- MATERIAL PROVIDED:
- Opening Delimiter -
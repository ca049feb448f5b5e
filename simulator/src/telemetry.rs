use chrono::Utc;
use rand::Rng;
use serde::Serialize;
use serde_json::{json, Value};

const STRING_STATES: &[&str] = &["idle", "active", "fault"];

/// Wire shape consumed by the ingestor's telemetry topic.
#[derive(Debug, Clone, Serialize)]
pub struct Payload {
    pub pin: String,
    pub value: Value,
    #[serde(skip_serializing_if = "Option::is_none")]
    pub timestamp: Option<f64>,
}

/// Cycles the four pin types: V0 DOUBLE, V1 INT, V2 BOOL, V3 STRING.
pub fn sample(rng: &mut impl Rng, seq: u64) -> Payload {
    match seq % 4 {
        0 => Payload {
            pin: "V0".to_string(),
            value: json!(rng.gen_range(15.0..35.0)),
            timestamp: None,
        },
        1 => Payload {
            pin: "V1".to_string(),
            value: json!(rng.gen_range(0..1024)),
            timestamp: None,
        },
        2 => Payload {
            pin: "V2".to_string(),
            value: json!(rng.gen_bool(0.5)),
            // Device-claimed event time exercises the epoch-seconds path.
            timestamp: Some(now_epoch()),
        },
        _ => Payload {
            pin: "V3".to_string(),
            value: json!(STRING_STATES[rng.gen_range(0..STRING_STATES.len())]),
            timestamp: None,
        },
    }
}

fn now_epoch() -> f64 {
    Utc::now().timestamp_millis() as f64 / 1000.0
}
- Closing Delimiter -
- WORK ORDER:
Give back the entire listing, line for line, exactly as it stands.

- ANSWER FOR THIS EXERCISE:
repository ca049feb448f5b5e
filename simulator/src/telemetry.rs
use chrono::Utc;
use rand::Rng;
use serde::Serialize;
use serde_json::{json, Value};

const STRING_STATES: &[&str] = &["idle", "active", "fault"];

/// Wire shape consumed by the ingestor's telemetry topic.
#[derive(Debug, Clone, Serialize)]
pub struct Payload {
    pub pin: String,
    pub value: Value,
    #[serde(skip_serializing_if = "Option::is_none")]
    pub timestamp: Option<f64>,
}

/// Cycles the four pin types: V0 DOUBLE, V1 INT, V2 BOOL, V3 STRING.
pub fn sample(rng: &mut impl Rng, seq: u64) -> Payload {
    match seq % 4 {
        0 => Payload {
            pin: "V0".to_string(),
            value: json!(rng.gen_range(15.0..35.0)),
            timestamp: None,
        },
        1 => Payload {
            pin: "V1".to_string(),
            value: json!(rng.gen_range(0..1024)),
            timestamp: None,
        },
        2 => Payload {
            pin: "V2".to_string(),
            value: json!(rng.gen_bool(0.5)),
            // Device-claimed event time exercises the epoch-seconds path.
            timestamp: Some(now_epoch()),
        },
        _ => Payload {
            pin: "V3".to_string(),
            value: json!(STRING_STATES[rng.gen_range(0..STRING_STATES.len())]),
            timestamp: None,
        },
    }
}

fn now_epoch() -> f64 {
    Utc::now().timestamp_millis() as f64 / 1000.0
}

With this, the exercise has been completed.